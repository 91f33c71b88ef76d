#![allow(dead_code)]

use std::sync::atomic::{AtomicBool, Ordering};
use std::sync::Arc;
use std::time::Duration;

use async_trait::async_trait;
use brain_core::{Brain, ExampleDialogue, GenerationSettings, PromptConfig};
use chrono::{DateTime, Utc};
use orchestrator::repository::{
    AgentRepository, ApiKeyRepository, Backend, MemoryBackend, MessageRepository, SharedBackend,
    SqliteBackend, StatsRepository, SubscriptionRepository, UserRepository,
};
use orchestrator::{
    Agent, AgentDraft, AgentHub, AgentId, AgentStatus, ApiKey, ConversationKey, HubStats, Message,
    OrchestratorError, Plan, Result, Role, Sender, SubscriptionRecord, TurnState, User,
};

pub const USER: &str = "user-1";

pub fn draft(name: &str) -> AgentDraft {
    AgentDraft {
        name: name.to_string(),
        category: "Copywriting".to_string(),
        description: "Punchy taglines for products".to_string(),
        price: 5.0,
        icon: "Sparkles".to_string(),
        prompt: PromptConfig {
            system: "You write taglines.".to_string(),
            welcome: "What are we selling?".to_string(),
            examples: vec![ExampleDialogue {
                user: "Coffee shop".to_string(),
                agent: "Brewed for you.".to_string(),
            }],
        },
        settings: GenerationSettings::default(),
    }
}

/// Route orchestrator logs to the test writer. Set `RUST_LOG` to see them.
pub fn init_tracing() {
    let _ = tracing_subscriber::fmt()
        .with_env_filter(tracing_subscriber::EnvFilter::from_default_env())
        .with_test_writer()
        .try_init();
}

pub fn memory_hub(brain: Arc<dyn Brain>) -> AgentHub {
    init_tracing();
    AgentHub::new(Arc::new(MemoryBackend::new()), brain)
}

pub async fn sqlite_hub(brain: Arc<dyn Brain>) -> AgentHub {
    init_tracing();
    let backend: SharedBackend = Arc::new(SqliteBackend::in_memory().await.unwrap());
    AgentHub::new(backend, brain)
}

/// Create an agent and subscribe `USER` to it.
pub async fn subscribed_agent(hub: &AgentHub, name: &str) -> Agent {
    let agent = hub.catalog().create(&draft(name)).await.unwrap();
    hub.subscribe(USER, agent.id).await.unwrap();
    agent
}

/// Wait until a conversation's turn reaches `state`.
pub async fn wait_for_state(hub: &AgentHub, agent_id: i64, state: TurnState) {
    for _ in 0..500 {
        if hub.turn_state(USER, agent_id).await.state == state {
            return;
        }
        tokio::time::sleep(Duration::from_millis(2)).await;
    }
    panic!("turn never reached {:?}", state);
}

/// In-memory backend whose `recent_messages` can be switched to fail.
#[derive(Default)]
pub struct FlakyBackend {
    inner: MemoryBackend,
    fail_recent: AtomicBool,
}

impl FlakyBackend {
    pub fn new() -> Self {
        Self::default()
    }

    pub fn set_fail_recent(&self, fail: bool) {
        self.fail_recent.store(fail, Ordering::SeqCst);
    }
}

#[async_trait]
impl AgentRepository for FlakyBackend {
    async fn insert_agent(&self, draft: &AgentDraft, prompt_hash: &str) -> Result<Agent> {
        self.inner.insert_agent(draft, prompt_hash).await
    }

    async fn get_agent(&self, id: AgentId) -> Result<Option<Agent>> {
        self.inner.get_agent(id).await
    }

    async fn list_agents(&self, active_only: bool) -> Result<Vec<Agent>> {
        self.inner.list_agents(active_only).await
    }

    async fn set_agent_status(&self, id: AgentId, status: AgentStatus) -> Result<()> {
        self.inner.set_agent_status(id, status).await
    }
}

#[async_trait]
impl SubscriptionRepository for FlakyBackend {
    async fn insert_subscription(
        &self,
        key: &ConversationKey,
        created_at: DateTime<Utc>,
    ) -> Result<SubscriptionRecord> {
        self.inner.insert_subscription(key, created_at).await
    }

    async fn active_subscription(
        &self,
        key: &ConversationKey,
    ) -> Result<Option<SubscriptionRecord>> {
        self.inner.active_subscription(key).await
    }

    async fn deactivate_subscription(
        &self,
        id: i64,
        expected_version: i64,
        ended_at: DateTime<Utc>,
    ) -> Result<()> {
        self.inner
            .deactivate_subscription(id, expected_version, ended_at)
            .await
    }

    async fn subscribed_agents(&self, user_id: &str) -> Result<Vec<Agent>> {
        self.inner.subscribed_agents(user_id).await
    }

    async fn subscription_history(&self, key: &ConversationKey) -> Result<Vec<SubscriptionRecord>> {
        self.inner.subscription_history(key).await
    }
}

#[async_trait]
impl MessageRepository for FlakyBackend {
    async fn append_message(
        &self,
        key: &ConversationKey,
        sender: Sender,
        content: &str,
        at: DateTime<Utc>,
    ) -> Result<Message> {
        self.inner.append_message(key, sender, content, at).await
    }

    async fn message_page(
        &self,
        key: &ConversationKey,
        after_seq: i64,
        limit: usize,
    ) -> Result<Vec<Message>> {
        self.inner.message_page(key, after_seq, limit).await
    }

    async fn recent_messages(&self, key: &ConversationKey, limit: usize) -> Result<Vec<Message>> {
        if self.fail_recent.load(Ordering::SeqCst) {
            return Err(OrchestratorError::InvalidRecord(
                "message log unavailable".to_string(),
            ));
        }
        self.inner.recent_messages(key, limit).await
    }

    async fn message_count(&self, key: &ConversationKey) -> Result<i64> {
        self.inner.message_count(key).await
    }
}

#[async_trait]
impl UserRepository for FlakyBackend {
    async fn ensure_user(&self, id: &str, name: &str, email: &str) -> Result<User> {
        self.inner.ensure_user(id, name, email).await
    }

    async fn get_user(&self, id: &str) -> Result<Option<User>> {
        self.inner.get_user(id).await
    }

    async fn list_users(&self) -> Result<Vec<User>> {
        self.inner.list_users().await
    }

    async fn update_user_access(&self, id: &str, role: Role, plan: Plan) -> Result<()> {
        self.inner.update_user_access(id, role, plan).await
    }
}

#[async_trait]
impl ApiKeyRepository for FlakyBackend {
    async fn insert_api_key(
        &self,
        name: &str,
        provider: &str,
        secret: &str,
        description: &str,
    ) -> Result<ApiKey> {
        self.inner
            .insert_api_key(name, provider, secret, description)
            .await
    }

    async fn list_api_keys(&self) -> Result<Vec<ApiKey>> {
        self.inner.list_api_keys().await
    }

    async fn set_api_key_active(&self, id: i64, active: bool) -> Result<()> {
        self.inner.set_api_key_active(id, active).await
    }

    async fn delete_api_key(&self, id: i64) -> Result<()> {
        self.inner.delete_api_key(id).await
    }
}

#[async_trait]
impl StatsRepository for FlakyBackend {
    async fn stats(&self) -> Result<HubStats> {
        self.inner.stats().await
    }
}

impl Backend for FlakyBackend {
    fn name(&self) -> &'static str {
        "flaky"
    }
}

----------

Task item: Pull each line holding "provider" out of the listing.

Answer for the task:
        provider: &str,
            .insert_api_key(name, provider, secret, description)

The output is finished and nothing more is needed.